Namun jika menyimak teks di atas, sepertinya maksud perayaan Tumpek Landep tidak saja berhubungan dengan rasa syukur ke hadapan Hyang Pasupati atas tuah dari benda-benda tajam yang ada, baik perkakas yang terbuat dari bahan-bahan metal atau pikiran itu sendiri, namun ada maksud lain. Ada makna alternatif yang mungkin bisa disajikan, dan itu lebih mengarah langsung atas arti simbolik yang ada di dalam perayaan itu. Logikanya seperti ini: Mengapa mesti benda-benda tajam? Mengapa mesti pikiran yang tajam? Benda tajam memiliki dua sisi atau fungsi ganda yang saling bertentangan. Pertama, jika benar peruntukannya, benda-benda tersebut sangat berguna dalam kehidupan. Tetapi, jika tidak berada pada jalurnya, benda-benda itu justru membahayakan. Pisau yang tajam bisa digunakan untuk memotong sayur dan sejenisnya yang sangat membantu pekerjaan dapur, tetapi benda yang sama bisa digunakan untuk menikam orang. Pikiran yang tajam juga demikian, bisa membantu dan mempermudah kehidupan, tetapi bisa juga menghancurkan. Piki
ran yang tajam itu bisa membuat rencana cemerlang untuk kebermanfaatan dan sekaligus bisa untuk menghancurkan peradaban. Pikiran bisa menyatukan dan bisa juga memecah. Coba saja diperhatikan berbagai kekacauan yang terjadi di berbagai belahan dunia, bahwa itu dibuat oleh pikiran-pikiran yang tajam ini. Demikian juga kemajuan yang demikian pesat disebabkan pula olehnya.
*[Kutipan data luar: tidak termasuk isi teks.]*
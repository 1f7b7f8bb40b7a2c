//! End-to-end tests against the real `distrual-node` and `distrual` binaries

use distrual_foundation::{ChildId, Envelope, HubConfig, MessageType, NodeEvent, NodeSnapshot};
use distrual_hub::{CallDispatcher, ExitOutcome, Hub, HubEvent, HubEvents};
use serde_json::{json, Value};
use std::net::SocketAddr;
use std::time::Duration;

const NODE: &str = env!("CARGO_BIN_EXE_distrual-node");
const WAIT: Duration = Duration::from_secs(10);

fn hub() -> (Hub, HubEvents) {
    Hub::new(HubConfig::default().with_max_children(4))
}

fn spawn_node(hub: &Hub) -> ChildId {
    hub.spawn(NODE, &[] as &[&str]).expect("spawn node")
}

async fn address_of(hub: &Hub, id: ChildId) -> SocketAddr {
    hub.addresses()
        .wait_for(id, WAIT)
        .await
        .expect("node handshake")
}

/// Skip events until one matches
async fn next_matching<T>(
    events: &mut HubEvents,
    mut pick: impl FnMut(&HubEvent) -> Option<T>,
) -> T {
    let wait = async {
        while let Some(event) = events.recv().await {
            if let Some(found) = pick(&event) {
                return found;
            }
        }
        panic!("event channel closed");
    };
    tokio::time::timeout(WAIT, wait)
        .await
        .expect("timed out waiting for event")
}

fn envelope_from(event: &HubEvent, id: ChildId, msg_type: MessageType) -> Option<Envelope> {
    match event {
        HubEvent::Envelope {
            id: from, envelope, ..
        } if *from == id && envelope.msg_type == msg_type => Some(envelope.clone()),
        _ => None,
    }
}

#[tokio::test]
async fn test_node_announces_address() {
    let (hub, _events) = hub();
    let id = spawn_node(&hub);

    let addr = address_of(&hub, id).await;
    assert!(addr.ip().is_loopback());
    assert_ne!(addr.port(), 0);

    hub.shutdown(WAIT).await;
}

#[tokio::test]
async fn test_example_between_nodes() {
    let (hub, mut events) = hub();
    let dispatcher = CallDispatcher::new(hub.clone());
    let a = spawn_node(&hub);
    let b = spawn_node(&hub);

    let correlation = dispatcher.invoke_when_ready(a, b, 21, WAIT).await.unwrap();

    let event = next_matching(&mut events, |e| envelope_from(e, a, MessageType::Event)).await;
    assert_eq!(event.id, Some(correlation));
    match event.payload_as::<NodeEvent>().unwrap() {
        NodeEvent::Invoke {
            target,
            procedure,
            result,
            error,
        } => {
            assert_eq!(target, address_of(&hub, b).await.to_string());
            assert_eq!(procedure, "Example");
            assert_eq!(error, None);
            assert_eq!(result, Some(json!({"Y": 42})));
        }
    }

    // The target counts the call it served
    let snapshot_id = dispatcher.request_snapshot(b).await.unwrap();
    let snapshot = next_matching(&mut events, |e| envelope_from(e, b, MessageType::Snapshot)).await;
    assert_eq!(snapshot.id, Some(snapshot_id));
    let snapshot: NodeSnapshot = snapshot.payload_as().unwrap();
    assert_eq!(snapshot.calls_served, 1);

    hub.shutdown(WAIT).await;
}

#[tokio::test]
async fn test_plain_text_is_acknowledged() {
    let (hub, mut events) = hub();
    let id = spawn_node(&hub);
    address_of(&hub, id).await;

    hub.send(id, "hello node").await.unwrap();
    let line = next_matching(&mut events, |e| match e {
        HubEvent::Output { id: from, line, .. } if *from == id => Some(line.clone()),
        _ => None,
    })
    .await;
    assert_eq!(line, "Called with command hello node");

    hub.shutdown(WAIT).await;
}

#[tokio::test]
async fn test_kill_node() {
    let (hub, mut events) = hub();
    let id = spawn_node(&hub);
    address_of(&hub, id).await;

    hub.kill(id).unwrap();
    let exit = next_matching(&mut events, |e| match e {
        HubEvent::Exited(exit) if exit.id == id => Some(exit.clone()),
        _ => None,
    })
    .await;
    assert_eq!(exit.outcome, ExitOutcome::TerminatedBySupervisor);
    assert!(hub.addresses().get(id).is_none());
}

#[tokio::test]
async fn test_closing_stdin_stops_node_normally() {
    let (hub, mut events) = hub();
    let id = spawn_node(&hub);
    address_of(&hub, id).await;

    hub.close_stdin(id).await.unwrap();
    let exit = next_matching(&mut events, |e| match e {
        HubEvent::Exited(exit) if exit.id == id => Some(exit.clone()),
        _ => None,
    })
    .await;
    assert_eq!(exit.outcome, ExitOutcome::Normal);
    assert!(hub.is_empty());
}

#[tokio::test]
async fn test_direct_rpc() {
    let (hub, _events) = hub();
    let id = spawn_node(&hub);
    let addr = address_of(&hub, id).await;
    let http = reqwest::Client::new();

    let health: Value = http
        .get(format!("http://{}/health", addr))
        .send()
        .await
        .unwrap()
        .json()
        .await
        .unwrap();
    assert_eq!(health["status"], "ok");

    let reply: Value = http
        .post(format!("http://{}/rpc/Example", addr))
        .json(&json!({"X": 5}))
        .send()
        .await
        .unwrap()
        .json()
        .await
        .unwrap();
    assert_eq!(reply, json!({"Y": 10}));

    hub.shutdown(WAIT).await;
}

// ============================================================================
// Hub binary
// ============================================================================

#[cfg(unix)]
#[tokio::test]
async fn test_hub_shell_session() {
    use std::process::Stdio;
    use tokio::io::{AsyncBufReadExt, AsyncWriteExt, BufReader};

    let mut hub = tokio::process::Command::new(env!("CARGO_BIN_EXE_distrual"))
        .stdin(Stdio::piped())
        .stdout(Stdio::piped())
        .stderr(Stdio::null())
        .kill_on_drop(true)
        .spawn()
        .unwrap();

    let mut stdin = hub.stdin.take().unwrap();
    let mut stdout = BufReader::new(hub.stdout.take().unwrap()).lines();

    stdin
        .write_all(b"bogus\n\xff\xfe\ncreate sh -c \"echo hi\"\n")
        .await
        .unwrap();

    let mut seen = Vec::new();
    let read = async {
        while let Some(line) = stdout.next_line().await.unwrap() {
            let done = line == "Child 0 exited normally";
            seen.push(line);
            if done {
                break;
            }
        }
    };
    tokio::time::timeout(WAIT, read).await.expect("hub output");

    assert!(seen.iter().any(|l| l == "Unknown command 'bogus', try 'help'"));
    // A line that is not UTF-8 is rejected without ending the session
    assert!(seen
        .iter()
        .any(|l| l == "Unknown command '\u{FFFD}\u{FFFD}', try 'help'"));
    assert!(seen.iter().any(|l| l == "[0] hi"));

    // End of input behaves like exit
    drop(stdin);
    let status = tokio::time::timeout(WAIT, hub.wait())
        .await
        .expect("hub exits")
        .unwrap();
    assert!(status.success());
}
Oleh karena itu, teks di atas secara simbolik menyiratkan bahwa perayaan Tumpek Landep adalah momentum untuk refleksi diri atas benda-benda yang tajam (baik perkakas maupun pikiran) yang pernah dipergunakan, apakah itu telah bermanfaat atau merugikan. Siang hari dilaksanakan untuk memuja Sang Hyang Pasupati sebagai wujud syukur karena kita telah memiliki ketajaman itu, sementara malamnya, melakukan refleksi dengan merenungkan Dharma dan Sang Hyang Sastra. Apa arti siang dan malam di sini? Ini menandakan dua aspek dari benda tajam itu, yakni aspek kebermanfaatan dan aspek berbahayanya. Sisi malam bisa berarti aspek gelapnya di mana benda tajam itu bisa digunakan untuk hal-hal negatif yang membahayakan, sehingga pada sisi inilah pentingnya merenungkan Dharma itu baik melalui perenungan mendalam maupun melalui ajaran yang tertuang di dalam sastra.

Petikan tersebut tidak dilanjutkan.